◆ **Required action**
Identify every line in the records below that contains the word "validation", and copy each of those lines.

◆ **Data for analysis**
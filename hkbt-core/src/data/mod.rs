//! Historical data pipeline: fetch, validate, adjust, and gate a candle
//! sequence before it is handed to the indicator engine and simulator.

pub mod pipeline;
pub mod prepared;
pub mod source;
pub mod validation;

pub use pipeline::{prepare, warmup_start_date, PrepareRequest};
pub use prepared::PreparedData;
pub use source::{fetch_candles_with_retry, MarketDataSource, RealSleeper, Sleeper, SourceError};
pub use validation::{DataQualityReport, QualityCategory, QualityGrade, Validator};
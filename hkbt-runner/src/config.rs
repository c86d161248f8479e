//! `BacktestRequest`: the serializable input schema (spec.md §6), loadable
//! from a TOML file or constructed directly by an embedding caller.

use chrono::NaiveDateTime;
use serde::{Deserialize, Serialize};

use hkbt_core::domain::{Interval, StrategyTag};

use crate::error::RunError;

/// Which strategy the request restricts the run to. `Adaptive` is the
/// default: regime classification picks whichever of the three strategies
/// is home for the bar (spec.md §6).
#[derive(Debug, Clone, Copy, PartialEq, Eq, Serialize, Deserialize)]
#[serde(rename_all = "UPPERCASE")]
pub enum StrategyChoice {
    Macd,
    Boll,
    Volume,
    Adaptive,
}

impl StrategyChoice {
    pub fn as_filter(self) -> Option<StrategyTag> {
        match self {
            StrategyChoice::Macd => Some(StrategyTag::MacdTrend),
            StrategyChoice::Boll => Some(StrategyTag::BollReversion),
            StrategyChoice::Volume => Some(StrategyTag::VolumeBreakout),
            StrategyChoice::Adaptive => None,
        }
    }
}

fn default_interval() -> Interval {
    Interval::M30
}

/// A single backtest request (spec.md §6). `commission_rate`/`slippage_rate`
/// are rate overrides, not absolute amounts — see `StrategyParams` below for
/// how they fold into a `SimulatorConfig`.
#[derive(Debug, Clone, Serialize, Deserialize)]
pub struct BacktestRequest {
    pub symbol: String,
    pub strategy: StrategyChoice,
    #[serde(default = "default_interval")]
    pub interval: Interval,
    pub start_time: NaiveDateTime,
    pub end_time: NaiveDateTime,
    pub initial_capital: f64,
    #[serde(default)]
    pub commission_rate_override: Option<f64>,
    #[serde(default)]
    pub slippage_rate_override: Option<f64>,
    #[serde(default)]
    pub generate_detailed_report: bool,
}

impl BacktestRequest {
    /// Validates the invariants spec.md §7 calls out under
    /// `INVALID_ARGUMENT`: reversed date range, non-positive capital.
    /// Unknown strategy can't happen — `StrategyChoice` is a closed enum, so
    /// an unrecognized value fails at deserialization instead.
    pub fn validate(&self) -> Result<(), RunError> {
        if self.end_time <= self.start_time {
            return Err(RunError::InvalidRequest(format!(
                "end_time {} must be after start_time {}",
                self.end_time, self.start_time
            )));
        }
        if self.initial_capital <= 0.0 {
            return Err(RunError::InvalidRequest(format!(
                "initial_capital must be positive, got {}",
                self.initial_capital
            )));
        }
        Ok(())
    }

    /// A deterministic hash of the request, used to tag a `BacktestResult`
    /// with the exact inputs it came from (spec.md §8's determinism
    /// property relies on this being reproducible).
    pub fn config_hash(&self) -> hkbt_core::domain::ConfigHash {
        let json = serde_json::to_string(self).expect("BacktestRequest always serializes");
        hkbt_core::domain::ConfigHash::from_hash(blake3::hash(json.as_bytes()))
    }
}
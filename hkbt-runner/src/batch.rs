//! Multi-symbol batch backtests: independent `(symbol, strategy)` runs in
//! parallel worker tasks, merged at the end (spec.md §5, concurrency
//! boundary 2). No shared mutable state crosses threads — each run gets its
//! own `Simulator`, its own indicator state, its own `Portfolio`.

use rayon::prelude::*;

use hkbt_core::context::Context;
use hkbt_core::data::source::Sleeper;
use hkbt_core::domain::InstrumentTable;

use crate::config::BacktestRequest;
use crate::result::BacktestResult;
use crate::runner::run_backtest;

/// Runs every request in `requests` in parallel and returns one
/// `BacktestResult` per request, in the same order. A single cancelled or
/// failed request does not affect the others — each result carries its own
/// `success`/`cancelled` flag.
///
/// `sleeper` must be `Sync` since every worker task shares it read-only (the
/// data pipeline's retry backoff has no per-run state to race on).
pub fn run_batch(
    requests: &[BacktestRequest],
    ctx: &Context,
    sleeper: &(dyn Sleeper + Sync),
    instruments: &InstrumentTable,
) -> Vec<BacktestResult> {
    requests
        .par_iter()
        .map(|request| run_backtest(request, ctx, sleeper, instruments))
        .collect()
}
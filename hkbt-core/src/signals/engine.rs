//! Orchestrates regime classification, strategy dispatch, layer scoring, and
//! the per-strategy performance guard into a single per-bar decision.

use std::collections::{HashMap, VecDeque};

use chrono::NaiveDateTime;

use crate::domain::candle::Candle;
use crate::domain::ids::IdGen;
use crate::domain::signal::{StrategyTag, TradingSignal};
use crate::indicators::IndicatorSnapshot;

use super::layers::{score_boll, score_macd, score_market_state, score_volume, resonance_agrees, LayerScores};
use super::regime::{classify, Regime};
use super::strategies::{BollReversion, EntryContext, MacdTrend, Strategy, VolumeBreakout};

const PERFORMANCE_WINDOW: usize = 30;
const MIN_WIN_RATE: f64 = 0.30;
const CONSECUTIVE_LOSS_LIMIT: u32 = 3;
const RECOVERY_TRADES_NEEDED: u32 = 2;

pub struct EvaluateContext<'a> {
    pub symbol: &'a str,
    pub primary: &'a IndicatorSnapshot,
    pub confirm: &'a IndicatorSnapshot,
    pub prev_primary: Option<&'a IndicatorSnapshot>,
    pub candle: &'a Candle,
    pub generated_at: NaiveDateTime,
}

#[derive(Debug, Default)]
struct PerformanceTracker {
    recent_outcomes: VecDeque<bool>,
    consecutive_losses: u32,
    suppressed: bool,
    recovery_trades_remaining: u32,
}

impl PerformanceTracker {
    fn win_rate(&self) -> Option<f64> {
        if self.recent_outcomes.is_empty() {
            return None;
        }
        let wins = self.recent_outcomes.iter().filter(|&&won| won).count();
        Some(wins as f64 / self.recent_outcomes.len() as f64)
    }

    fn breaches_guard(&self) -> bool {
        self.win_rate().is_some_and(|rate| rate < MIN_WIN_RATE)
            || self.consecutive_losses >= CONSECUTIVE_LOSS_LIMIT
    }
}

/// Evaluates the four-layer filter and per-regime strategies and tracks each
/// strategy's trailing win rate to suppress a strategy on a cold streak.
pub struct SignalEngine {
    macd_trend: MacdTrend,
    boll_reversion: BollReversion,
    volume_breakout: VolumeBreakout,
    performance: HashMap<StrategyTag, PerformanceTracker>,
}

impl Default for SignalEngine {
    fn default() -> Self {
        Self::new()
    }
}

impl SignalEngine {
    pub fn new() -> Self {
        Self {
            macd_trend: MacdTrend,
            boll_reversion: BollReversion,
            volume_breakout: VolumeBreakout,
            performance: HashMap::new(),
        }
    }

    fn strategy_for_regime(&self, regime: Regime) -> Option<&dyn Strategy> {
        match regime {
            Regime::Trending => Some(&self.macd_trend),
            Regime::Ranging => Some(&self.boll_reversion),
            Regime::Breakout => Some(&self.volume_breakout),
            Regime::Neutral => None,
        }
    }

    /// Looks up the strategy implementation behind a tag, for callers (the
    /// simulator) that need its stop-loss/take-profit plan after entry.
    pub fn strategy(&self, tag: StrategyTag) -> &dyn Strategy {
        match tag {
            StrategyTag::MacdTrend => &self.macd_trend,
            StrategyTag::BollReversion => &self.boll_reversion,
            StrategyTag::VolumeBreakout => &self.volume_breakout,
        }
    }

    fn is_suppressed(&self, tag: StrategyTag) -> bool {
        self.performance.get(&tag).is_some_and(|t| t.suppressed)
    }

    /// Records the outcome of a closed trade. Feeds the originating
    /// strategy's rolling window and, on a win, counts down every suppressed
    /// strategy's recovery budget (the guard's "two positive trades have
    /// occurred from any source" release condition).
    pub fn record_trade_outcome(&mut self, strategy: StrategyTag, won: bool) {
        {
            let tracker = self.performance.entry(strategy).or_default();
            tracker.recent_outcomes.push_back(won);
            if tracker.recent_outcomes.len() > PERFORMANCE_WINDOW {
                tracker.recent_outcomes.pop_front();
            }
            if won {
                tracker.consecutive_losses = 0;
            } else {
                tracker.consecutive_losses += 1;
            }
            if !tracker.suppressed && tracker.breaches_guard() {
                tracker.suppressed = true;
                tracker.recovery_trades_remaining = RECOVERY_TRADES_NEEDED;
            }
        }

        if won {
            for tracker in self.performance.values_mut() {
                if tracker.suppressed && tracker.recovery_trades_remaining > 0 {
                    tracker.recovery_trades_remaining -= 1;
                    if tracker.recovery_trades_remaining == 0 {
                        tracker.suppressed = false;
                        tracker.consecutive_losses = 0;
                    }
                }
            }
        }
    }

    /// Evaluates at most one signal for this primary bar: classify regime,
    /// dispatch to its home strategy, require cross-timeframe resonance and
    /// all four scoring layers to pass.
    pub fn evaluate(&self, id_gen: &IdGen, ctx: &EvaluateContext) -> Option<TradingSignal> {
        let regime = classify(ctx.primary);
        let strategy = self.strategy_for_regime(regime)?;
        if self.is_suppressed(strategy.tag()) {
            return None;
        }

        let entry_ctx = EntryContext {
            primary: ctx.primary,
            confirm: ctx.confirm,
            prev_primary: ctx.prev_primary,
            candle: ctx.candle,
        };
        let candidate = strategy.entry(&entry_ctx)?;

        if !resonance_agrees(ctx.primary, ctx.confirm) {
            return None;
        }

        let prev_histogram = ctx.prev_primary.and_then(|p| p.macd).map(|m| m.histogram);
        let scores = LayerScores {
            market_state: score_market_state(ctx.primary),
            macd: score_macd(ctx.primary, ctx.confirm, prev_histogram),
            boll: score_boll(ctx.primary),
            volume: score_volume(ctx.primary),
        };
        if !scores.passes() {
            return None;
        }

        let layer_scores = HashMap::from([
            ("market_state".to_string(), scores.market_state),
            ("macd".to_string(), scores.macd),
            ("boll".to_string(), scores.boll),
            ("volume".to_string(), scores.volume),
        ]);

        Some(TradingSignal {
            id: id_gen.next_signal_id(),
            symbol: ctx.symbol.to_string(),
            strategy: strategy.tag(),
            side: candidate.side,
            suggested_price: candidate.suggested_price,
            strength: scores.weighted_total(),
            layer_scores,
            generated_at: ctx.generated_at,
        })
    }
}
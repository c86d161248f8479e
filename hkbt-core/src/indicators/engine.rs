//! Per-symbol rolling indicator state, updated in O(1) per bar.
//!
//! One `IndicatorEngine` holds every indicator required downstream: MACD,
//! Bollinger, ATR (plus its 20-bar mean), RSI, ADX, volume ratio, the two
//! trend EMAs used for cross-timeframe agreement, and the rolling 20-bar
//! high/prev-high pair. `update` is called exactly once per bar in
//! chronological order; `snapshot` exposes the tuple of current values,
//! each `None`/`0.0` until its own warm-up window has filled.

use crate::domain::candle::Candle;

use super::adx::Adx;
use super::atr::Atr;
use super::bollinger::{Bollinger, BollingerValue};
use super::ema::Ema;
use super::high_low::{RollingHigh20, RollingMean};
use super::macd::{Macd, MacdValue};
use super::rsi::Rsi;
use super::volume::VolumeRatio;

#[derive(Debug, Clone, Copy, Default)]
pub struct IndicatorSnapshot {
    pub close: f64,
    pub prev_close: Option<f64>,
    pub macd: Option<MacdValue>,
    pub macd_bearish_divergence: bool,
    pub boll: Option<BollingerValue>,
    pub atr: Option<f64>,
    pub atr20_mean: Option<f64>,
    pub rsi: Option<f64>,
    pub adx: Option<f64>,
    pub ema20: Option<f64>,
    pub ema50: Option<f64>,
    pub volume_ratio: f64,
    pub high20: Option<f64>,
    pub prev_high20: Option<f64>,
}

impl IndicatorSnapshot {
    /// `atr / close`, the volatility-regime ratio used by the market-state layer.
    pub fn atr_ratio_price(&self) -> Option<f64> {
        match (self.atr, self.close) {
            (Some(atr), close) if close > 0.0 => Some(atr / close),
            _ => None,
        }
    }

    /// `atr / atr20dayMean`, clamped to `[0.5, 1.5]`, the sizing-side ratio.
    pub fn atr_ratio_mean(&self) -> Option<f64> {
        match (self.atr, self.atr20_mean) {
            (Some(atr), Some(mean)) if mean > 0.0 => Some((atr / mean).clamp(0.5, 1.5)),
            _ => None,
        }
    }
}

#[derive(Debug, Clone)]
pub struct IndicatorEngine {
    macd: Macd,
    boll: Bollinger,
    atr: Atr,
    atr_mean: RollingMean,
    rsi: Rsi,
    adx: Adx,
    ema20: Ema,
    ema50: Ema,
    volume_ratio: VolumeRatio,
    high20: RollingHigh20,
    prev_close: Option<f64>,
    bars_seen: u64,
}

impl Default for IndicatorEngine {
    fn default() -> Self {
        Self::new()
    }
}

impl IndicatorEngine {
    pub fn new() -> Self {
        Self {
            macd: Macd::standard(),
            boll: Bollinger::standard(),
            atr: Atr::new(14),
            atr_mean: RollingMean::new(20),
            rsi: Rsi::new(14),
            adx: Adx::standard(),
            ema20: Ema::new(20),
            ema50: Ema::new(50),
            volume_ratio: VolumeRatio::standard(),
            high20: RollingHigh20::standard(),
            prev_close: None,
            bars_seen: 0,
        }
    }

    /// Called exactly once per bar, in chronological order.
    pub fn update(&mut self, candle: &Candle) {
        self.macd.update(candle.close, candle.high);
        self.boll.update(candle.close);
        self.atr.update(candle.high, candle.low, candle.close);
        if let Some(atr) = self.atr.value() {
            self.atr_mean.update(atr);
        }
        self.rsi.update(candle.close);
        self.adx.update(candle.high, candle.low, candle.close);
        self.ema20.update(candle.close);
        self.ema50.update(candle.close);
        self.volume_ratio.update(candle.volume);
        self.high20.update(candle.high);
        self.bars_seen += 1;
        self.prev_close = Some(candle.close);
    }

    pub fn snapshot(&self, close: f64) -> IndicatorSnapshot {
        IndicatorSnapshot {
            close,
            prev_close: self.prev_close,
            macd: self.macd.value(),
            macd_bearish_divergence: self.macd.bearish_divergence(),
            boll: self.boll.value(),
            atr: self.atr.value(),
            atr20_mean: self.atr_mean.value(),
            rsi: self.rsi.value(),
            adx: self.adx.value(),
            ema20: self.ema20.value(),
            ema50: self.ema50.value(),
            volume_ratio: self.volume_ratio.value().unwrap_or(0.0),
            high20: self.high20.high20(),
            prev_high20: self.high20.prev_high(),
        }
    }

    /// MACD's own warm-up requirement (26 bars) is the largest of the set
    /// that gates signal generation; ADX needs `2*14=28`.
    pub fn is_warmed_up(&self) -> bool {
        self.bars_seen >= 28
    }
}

◆ **Answer to this problem**
pub mod validation;
pub use validation::{DataQualityReport, QualityCategory, QualityGrade, Validator};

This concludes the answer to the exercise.